Depuis 2007, près de 1000 textes de l'écrivain et essayiste Gérard Larnac en accès libre. Une invitation à pénétrer dans son atelier littéraire, avec ratures et coups de gueule. Textes en devenir, expérimentations, projets de livres et de publications sur le thème de la littérature et de l'édition, de la philosophie, de la sociologie engagée et de la poésie.
J’ai foulé un peu l’espace de ce
grand rêve. Celui d’un savoir universel. J’ai quitté le Caire de bon matin par Desert Road en direction d’Alexandrie, sur le delta du Nil. Deux heures et demie de voies rapides à travers sables
et oasis. Ciel voilé, ciel de poussière, par 37° à l’ombre. Je me suis retrouvé devant cette soucoupe volante posée sur le front de mer : la Bibliothèque d’Alexandrie. Pas l’antique, dont il
ne reste rien, mais, sur le même site, la nouvelle, due au cabinet d’architectes norvégiens Snohetta, et inaugurée en octobre 2002.
C’est sur les conseils de Démétrios, disciple d’Aristote, que Ptolémée 1er, ancien général d’Alexandre le Grand, fonda la
Bibliothèque d’Alexandrie, trois siècles avant notre ère. Alexandrie, sur les ruines de l’Egypte pharaonique, était alors la deuxième Rome de l’Empire. Construite autour de l’île de Pharos (et de
son fameux « phare »), la ville présentait un plan de rues à angle droit, au tracé rigoureux. Le voyageur se voyait contraint d’offrir à la Bibliothèque tous les livres qu’il
transportait ; en échange, il repartait avec une copie. C’est ainsi qu’on estime à 700 000 le nombre de volumes conservés, archivés, répertoriés. De vastes travaux de traduction
permettaient ensuite de diffuser l’immense somme de savoirs contenue dans la Bibliothèque d’Alexandrie.
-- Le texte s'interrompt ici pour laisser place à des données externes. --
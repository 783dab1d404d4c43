//! Photoshop image resource blocks.
//!
//! In JPEG, IPTC isn't stored directly. APP13 holds `Photoshop 3.0\0`
//! followed by a list of image resources, and IPTC is just one of them
//! (`0x0404`). The others belong to Photoshop, and we carry them along
//! untouched.
//!
//! Each resource looks like this:
//!
//! - signature (4 bytes, usually `8BIM`)
//! - resource ID (`u16`, big-endian)
//! - Pascal string name, padded so that it takes an even number of bytes
//! - data size (`u32`, big-endian)
//! - data, padded to an even length

use winnow::{
    Parser as _,
    binary::{be_u16, be_u32, u8},
    error::EmptyError,
    token::take,
};

use super::error::PhotoshopError;

/// The resource holding IPTC-IIM data.
pub const IPTC_RESOURCE: u16 = 0x0404;

/// An MD5 digest of the IPTC resource. It goes stale when IPTC is edited.
pub const IPTC_DIGEST: u16 = 0x0425;

/// Signatures that may start a resource.
const SIGNATURES: &[&[u8; 4]] = &[b"8BIM", b"PHUT", b"AgHg", b"DCSR"];

/// One image resource.
#[derive(Clone, Debug, PartialEq, Eq, Hash)]
pub struct Resource {
    pub signature: [u8; 4],
    pub id: u16,

    /// The resource's name, without its length byte or padding. Usually
    /// empty.
    pub name: Vec<u8>,

    pub data: Vec<u8>,
}

impl Resource {
    /// A new `8BIM` resource without a name.
    pub fn new(id: u16, data: Vec<u8>) -> Self {
        Self {
            signature: *b"8BIM",
            id,
            name: Vec::new(),
            data,
        }
    }
}

/// Reads every resource in a (concatenated) APP13 payload.
///
/// Trailing zero bytes are taken as padding.
pub fn parse_resources(input: &[u8]) -> Result<Vec<Resource>, PhotoshopError> {
    let total = input.len();
    let input: &mut &[u8] = &mut &*input;
    let mut resources = Vec::new();

    while !input.is_empty() {
        if input.iter().all(|b| *b == 0) {
            log::trace!("Ignoring `{}` bytes of padding after the resources.", input.len());
            break;
        }

        let offset = total - input.len();
        let truncated = |_: EmptyError| {
            log::warn!("Photoshop resource at offset `{offset}` was cut short.");
            PhotoshopError::Truncated { offset }
        };

        let signature: &[u8] = take(4_usize).parse_next(input).map_err(truncated)?;
        let signature: [u8; 4] = [signature[0], signature[1], signature[2], signature[3]];
        if !SIGNATURES.contains(&&signature) {
            log::warn!("Unknown Photoshop resource signature: `{signature:x?}`");
            return Err(PhotoshopError::BadSignature { offset, found: signature });
        }

        let id: u16 = be_u16.parse_next(input).map_err(truncated)?;

        // the name's length byte counts toward its padding
        let name_len: u8 = u8.parse_next(input).map_err(truncated)?;
        let name: &[u8] = take(name_len as usize).parse_next(input).map_err(truncated)?;
        if name_len % 2 == 0 {
            u8.void().parse_next(input).map_err(truncated)?;
        }

        let size: u32 = be_u32.parse_next(input).map_err(truncated)?;
        let data: &[u8] = take(size as usize).parse_next(input).map_err(truncated)?;

        // the last resource may skip its pad byte
        if size % 2 == 1 && !input.is_empty() {
            u8.void().parse_next(input).map_err(truncated)?;
        }

        log::trace!("Found Photoshop resource `{id:#06x}` with `{size}` bytes.");
        resources.push(Resource {
            signature,
            id,
            name: name.to_vec(),
            data: data.to_vec(),
        });
    }

    Ok(resources)
}

/// Writes resources back out, padding as needed.
pub fn write_resources(resources: &[Resource]) -> Vec<u8> {
    let mut out = Vec::new();

    for r in resources {
        // names can't be longer than a byte says
        let name = &r.name[..r.name.len().min(u8::MAX as usize)];

        out.extend_from_slice(&r.signature);
        out.extend_from_slice(&r.id.to_be_bytes());
        out.push(name.len() as u8);
        out.extend_from_slice(name);
        if name.len() % 2 == 0 {
            out.push(0);
        }
        out.extend_from_slice(&(r.data.len() as u32).to_be_bytes());
        out.extend_from_slice(&r.data);
        if r.data.len() % 2 == 1 {
            out.push(0);
        }
    }

    out
}

/// Swaps the IPTC resource for a new one.
///
/// The new IPTC takes the place of the first old one, and any other IPTC
/// resources are dropped along with the digest. With `None`, IPTC is removed
/// entirely.
pub fn replace_iptc(resources: &[Resource], iptc: Option<Vec<u8>>) -> Vec<Resource> {
    let mut iptc = iptc;
    let mut out = Vec::with_capacity(resources.len() + 1);
    let mut seen = false;

    for r in resources {
        match r.id {
            IPTC_RESOURCE if !seen => {
                seen = true;
                if let Some(data) = iptc.take() {
                    out.push(Resource {
                        data,
                        ..r.clone()
                    });
                }
            }
            IPTC_RESOURCE | IPTC_DIGEST => {
                log::trace!("Dropping resource `{:#06x}`.", r.id);
            }
            _ => out.push(r.clone()),
        }
    }

    if let Some(data) = iptc {
        out.push(Resource::new(IPTC_RESOURCE, data));
    }

    out
}

#[cfg(test)]
mod tests {
    use super::*;
    use crate::util::logger;

    #[test]
    fn reads_padded_resources() {
        logger();

        let mut bytes = Vec::new();

        // named "ab" (odd total with length byte -> 3, padded to 4), 3 bytes
        bytes.extend(b"8BIM");
        bytes.extend(0x03ED_u16.to_be_bytes());
        bytes.extend([2, b'a', b'b', 0]);
        bytes.extend(3_u32.to_be_bytes());
        bytes.extend([1, 2, 3, 0]);

        // no name, 2 bytes
        bytes.extend(b"8BIM");
        bytes.extend(IPTC_RESOURCE.to_be_bytes());
        bytes.extend([0, 0]);
        bytes.extend(2_u32.to_be_bytes());
        bytes.extend([9, 9]);

        // padding
        bytes.extend([0, 0, 0]);

        let resources = parse_resources(&bytes).unwrap();
        assert_eq!(
            resources,
            [
                Resource {
                    signature: *b"8BIM",
                    id: 0x03ED,
                    name: b"ab".to_vec(),
                    data: vec![1, 2, 3],
                },
                Resource::new(IPTC_RESOURCE, vec![9, 9]),
            ]
        );

        // and it writes out the same way, minus trailing padding
        assert_eq!(write_resources(&resources), bytes[..bytes.len() - 3]);
    }

    #[test]
    fn rejects_junk() {
        logger();

        assert!(matches!(
            parse_resources(b"JUNK\x04\x04\0\0\0\0\0\0"),
            Err(PhotoshopError::BadSignature { offset: 0, .. })
        ));
        assert_eq!(
            parse_resources(b"8BIM\x04\x04\0\0\0\0\0\x10ab"),
            Err(PhotoshopError::Truncated { offset: 0 })
        );
    }

    #[test]
    fn replaces_iptc_in_place() {
        let resources = vec![
            Resource::new(0x03ED, vec![1]),
            Resource::new(IPTC_RESOURCE, vec![2]),
            Resource::new(IPTC_DIGEST, vec![3; 16]),
            Resource::new(0x0409, vec![4]),
            Resource::new(IPTC_RESOURCE, vec![5]),
        ];

        let ids = |rs: &[Resource]| rs.iter().map(|r| r.id).collect::<Vec<_>>();

        let replaced = replace_iptc(&resources, Some(vec![7]));
        assert_eq!(ids(&replaced), [0x03ED, IPTC_RESOURCE, 0x0409]);
        assert_eq!(replaced[1].data, [7]);

        let removed = replace_iptc(&resources, None);
        assert_eq!(ids(&removed), [0x03ED, 0x0409]);

        let added = replace_iptc(&[Resource::new(0x03ED, vec![1])], Some(vec![8]));
        assert_eq!(ids(&added), [0x03ED, IPTC_RESOURCE]);
    }
}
Une première destruction eu lieu lors du siège de Jules César qui fit brûler le port. Le feu se propagea à la Bibliothèque. Mais ce ne fut là que le premier de la série des ravages qui eurent finalement raison de ce phare de la culture antique. « Le bûcher des livres fait partie de la christianisation », ont dit les historiens.
De l’antique Bibliothèque d’Alexandrie il ne reste donc rien, plus aucune trace. Si ce n’est, intact, ce vieux rêve d’universalité. Avec la plus vaste salle de lecture du monde, la nouvelle Bibliothèque d’Alexandrie conserve une ambition intacte. Sur sa façade de granit blanc, tous les alphabets de la Terre. Un lieu de concentration et de redistribution. Le lieu d’un savoir fraternel, ouvert à toutes les diversités, à toutes les singularités – dont il porte à jamais les questions sans trêve.
La somme jamais
ronde de cette étrange expérience qui consiste à être homme.